Page 65, figure 4.2 This figure shows an example of a kernel density estimator (and is the same as page 41, figure 3.5, using the kdensity command. The width(800) option is used to specify the half-width of 800.
use http://www.ats.ucla.edu/stat/stata/examples/ara/prestige, clear

kdensity income, xlabel(0(5000)30000) ylabel(0(.00005).00015) width(800)
Page 66, table at top. You can download extrans from within Stata by typing findit extrans (see How can I use the findit command to search for programs and get additional help? for more information about using findit).
extrans income

----> Variable income:

| Transformation      |    Q1    |    Q2    |    Q3    |(Q3-Q2)/(Q2-Q1)|
|_____________________|__________|__________|__________|_______________|
| income              |4075      |5930.5    |8206      |1.2263541
| SQRT(income)        |63.835728 |77.009518 |90.586975 |1.0306417
| LOG(income)         |8.3126259 |8.6878524 |9.0126209 |.86552668
| -1/SQRT(income)     |-.01566521|-.01298548|-.01103911|.72633104
Page 66, figure 4.3. Stata cannot quite make a graph just like figure 4.3.
generate lincome = log10(income)
kdensity lincome, ylabel(0 1 2)
On page 72, figure 4.7 repeats figure 2.7 from Chapter 2.
graph twoway (lowess prestige income, bwidth(.2) noweight mean) (scatter prestige income), ///
	xlabel(0(5000)30000) ylabel(0(40)120)
Page 72, figure 4.8. This figure shows performing a cube root transformation on income, and then within graph twoway, combine the scatter plot, linear regression line and lowess regression line.
generate cr_inc = income^(1/3)
graph twoway (lowess prestige cr_inc, bwidth(.2) noweight mean) (lfit prestige cr_inc) ///
	(scatter prestige cr_inc), xlabel(5(5)30) ylabel(0(40)120)
Page 73, figure 4.9 This shows a local regression and scatterplot of mortality by income.

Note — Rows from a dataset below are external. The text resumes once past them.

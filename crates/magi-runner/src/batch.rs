//! Adaptive delta batching
//!
//! Large bursts flush almost immediately; trickling output is coalesced into
//! fewer, larger events. The batcher is deadline based and never sleeps on
//! its own, so the session loop owns the only timer.

use serde::{Deserialize, Serialize};
use std::time::Duration;
use tokio::time::Instant;

/// One batching threshold.
#[derive(Debug, Clone, Copy, PartialEq, Eq, Serialize, Deserialize)]
pub struct BatchTier {
    /// Minimum buffered characters for this tier to apply
    pub min_chars: usize,
    /// Maximum wait before the buffer is flushed
    #[serde(rename = "timeout_ms", with = "millis")]
    pub timeout: Duration,
}

impl BatchTier {
    /// Create a tier.
    #[must_use]
    pub const fn new(min_chars: usize, timeout: Duration) -> Self {
        Self { min_chars, timeout }
    }
}

/// Tiers sorted by descending `min_chars`.
#[derive(Debug, Clone, PartialEq, Eq, Serialize, Deserialize)]
#[serde(from = "Vec<BatchTier>", into = "Vec<BatchTier>")]
pub struct BatchSchedule {
    tiers: Vec<BatchTier>,
}

impl Default for BatchSchedule {
    fn default() -> Self {
        Self::new(vec![
            BatchTier::new(10_000, Duration::from_millis(10)),
            BatchTier::new(2_000, Duration::from_millis(100)),
            BatchTier::new(100, Duration::from_millis(2_000)),
            BatchTier::new(0, Duration::from_millis(4_000)),
        ])
    }
}

impl BatchSchedule {
    /// Build a schedule; tiers are sorted by descending threshold.
    #[must_use]
    pub fn new(mut tiers: Vec<BatchTier>) -> Self {
        tiers.sort_by(|a, b| b.min_chars.cmp(&a.min_chars));
        Self { tiers }
    }

    /// Tiers in evaluation order.
    #[must_use]
    pub fn tiers(&self) -> &[BatchTier] {
        &self.tiers
    }

    /// Whether the schedule has no tiers.
    #[must_use]
    pub fn is_empty(&self) -> bool {
        self.tiers.is_empty()
    }

    /// Index of the tier for a buffer length: the largest threshold the
    /// length satisfies, falling back to the last tier.
    #[must_use]
    pub fn select(&self, len: usize) -> Option<usize> {
        if self.tiers.is_empty() {
            return None;
        }
        Some(
            self.tiers
                .iter()
                .position(|t| len >= t.min_chars)
                .unwrap_or(self.tiers.len() - 1),
        )
    }
}

impl From<Vec<BatchTier>> for BatchSchedule {
    fn from(tiers: Vec<BatchTier>) -> Self {
        Self::new(tiers)
    }
}

impl From<BatchSchedule> for Vec<BatchTier> {
    fn from(schedule: BatchSchedule) -> Self {
        schedule.tiers
    }
}

/// Pending delta buffer with a single armed deadline.
#[derive(Debug)]
pub struct Batcher {
    schedule: BatchSchedule,
    buffer: String,
    chars: usize,
    armed: Option<(usize, Instant)>,
}

impl Batcher {
    /// Create an empty batcher.
    #[must_use]
    pub fn new(schedule: BatchSchedule) -> Self {
        Self {
            schedule,
            buffer: String::new(),
            chars: 0,
            armed: None,
        }
    }

    /// Append content and (re)arm the deadline if the selected tier changed.
    pub fn push(&mut self, content: &str, now: Instant) {
        self.buffer.push_str(content);
        self.chars += content.chars().count();
        let Some(tier) = self.schedule.select(self.chars) else {
            return;
        };
        match self.armed {
            Some((armed_tier, _)) if armed_tier == tier => {}
            _ => {
                let timeout = self.schedule.tiers[tier].timeout;
                self.armed = Some((tier, now + timeout));
            }
        }
    }

    /// When the armed timer fires, if any.
    #[must_use]
    pub fn deadline(&self) -> Option<Instant> {
        self.armed.map(|(_, at)| at)
    }

    /// Whether the armed deadline has passed.
    #[must_use]
    pub fn is_due(&self, now: Instant) -> bool {
        self.armed.is_some_and(|(_, at)| now >= at)
    }

    /// Take the buffered content and clear the timer.
    pub fn flush(&mut self) -> Option<String> {
        self.armed = None;
        self.chars = 0;
        if self.buffer.is_empty() {
            None
        } else {
            Some(std::mem::take(&mut self.buffer))
        }
    }

    /// Take whatever is buffered, possibly empty, and clear the timer.
    pub fn drain(&mut self) -> String {
        self.armed = None;
        self.chars = 0;
        std::mem::take(&mut self.buffer)
    }

    /// Buffered character count.
    #[must_use]
    pub fn pending_chars(&self) -> usize {
        self.chars
    }
}

mod millis {
    use serde::{Deserialize, Deserializer, Serializer};
    use std::time::Duration;

    pub fn serialize<S: Serializer>(d: &Duration, s: S) -> Result<S::Ok, S::Error> {
        s.serialize_u64(d.as_millis() as u64)
    }

    pub fn deserialize<'de, D: Deserializer<'de>>(d: D) -> Result<Duration, D::Error> {
        Ok(Duration::from_millis(u64::deserialize(d)?))
    }
}

#[cfg(test)]
mod tests {
    use super::*;

    #[test]
    fn test_default_schedule_selection() {
        let schedule = BatchSchedule::default();
        let timeout = |len| schedule.tiers()[schedule.select(len).unwrap()].timeout;
        assert_eq!(timeout(0), Duration::from_millis(4_000));
        assert_eq!(timeout(99), Duration::from_millis(4_000));
        assert_eq!(timeout(100), Duration::from_millis(2_000));
        assert_eq!(timeout(2_500), Duration::from_millis(100));
        assert_eq!(timeout(50_000), Duration::from_millis(10));
    }

    #[test]
    fn test_schedule_sorted_and_fallback() {
        let schedule = BatchSchedule::new(vec![
            BatchTier::new(10, Duration::from_millis(50)),
            BatchTier::new(500, Duration::from_millis(5)),
        ]);
        assert_eq!(schedule.tiers()[0].min_chars, 500);
        // Below every threshold: last tier
        assert_eq!(schedule.select(3), Some(1));
        assert_eq!(BatchSchedule::new(Vec::new()).select(3), None);
    }

    #[test]
    fn test_same_tier_keeps_deadline() {
        let start = Instant::now();
        let mut batcher = Batcher::new(BatchSchedule::default());
        batcher.push("a\n", start);
        let first = batcher.deadline().unwrap();
        assert_eq!(first, start + Duration::from_millis(4_000));

        batcher.push("b\n", start + Duration::from_millis(1_000));
        assert_eq!(batcher.deadline(), Some(first));
    }

    #[test]
    fn test_tier_change_rearms() {
        let start = Instant::now();
        let mut batcher = Batcher::new(BatchSchedule::default());
        batcher.push("x", start);
        let big = "y".repeat(2_000);
        let later = start + Duration::from_millis(500);
        batcher.push(&big, later);
        assert_eq!(batcher.deadline(), Some(later + Duration::from_millis(100)));
        assert!(!batcher.is_due(later));
        assert!(batcher.is_due(later + Duration::from_millis(100)));
    }

    #[test]
    fn test_flush_clears_timer() {
        let now = Instant::now();
        let mut batcher = Batcher::new(BatchSchedule::default());
        assert_eq!(batcher.flush(), None);
        batcher.push("hello\n", now);
        assert_eq!(batcher.pending_chars(), 6);
        assert_eq!(batcher.flush().as_deref(), Some("hello\n"));
        assert_eq!(batcher.deadline(), None);
        assert_eq!(batcher.drain(), "");
    }

    #[test]
    fn test_schedule_deserializes_from_millis() {
        let json = r#"[{"min_chars":0,"timeout_ms":250},{"min_chars":64,"timeout_ms":5}]"#;
        let schedule: BatchSchedule = serde_json::from_str(json).unwrap();
        assert_eq!(schedule.tiers()[0].min_chars, 64);
        assert_eq!(schedule.tiers()[1].timeout, Duration::from_millis(250));
    }
}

In the final scatter overlay, we only scatter observations with mortrate >= 250 and use mlabel(nation) option to portray the outlying nation names.
use http://www.ats.ucla.edu/stat/stata/examples/ara/leinhard, clear

graph twoway (lowess mortrate inc) (scatter mortrate inc) ///
	(scatter mortrate inc if mortrate >= 250, mlabel(nation)), ///
	xlabel(0(1000)6000) ylabel(0(250)750)
Page 74, figure 4.10 This graph shows the log of mortality by log of income. Like figure 4.8, this shows the results of a local regression using lowess and least squares regression using lfit.
generate linc = log10(inc)
generate lmort = log10(mortrate)
graph twoway (lowess lmort linc if nation ~="Saudi_Arabia" | nation ~="Libya", bwidth(.5)) ///
	(lfit lmort linc if nation ~="Saudi_Arabia" | nation ~="Libya") ///
        (scatter lmort linc if nation ~="Saudi_Arabia" | nation ~="Libya") ///
        (scatter lmort linc if nation =="Saudi_Arabia" | nation =="Libya", mlabel(nation))
Page 75, figure 4.11 repeats figure 3.14 shown on page 52, as shown below.
use http://www.ats.ucla.edu/stat/stata/examples/ara/ornstein, clear

graph box intrlcks, over(nation) ylabel(0(50)150)
On page 75, the table in the center of the page can be produced using the table command in Stata. The lower hinge is p25, the median is p50, the upper hinge is p75 and the hinge spread is the interquartile range (iqr).
table nation, c(p25 intrlcks p50 intrlcks p75 intrlcks iqr intrlcks)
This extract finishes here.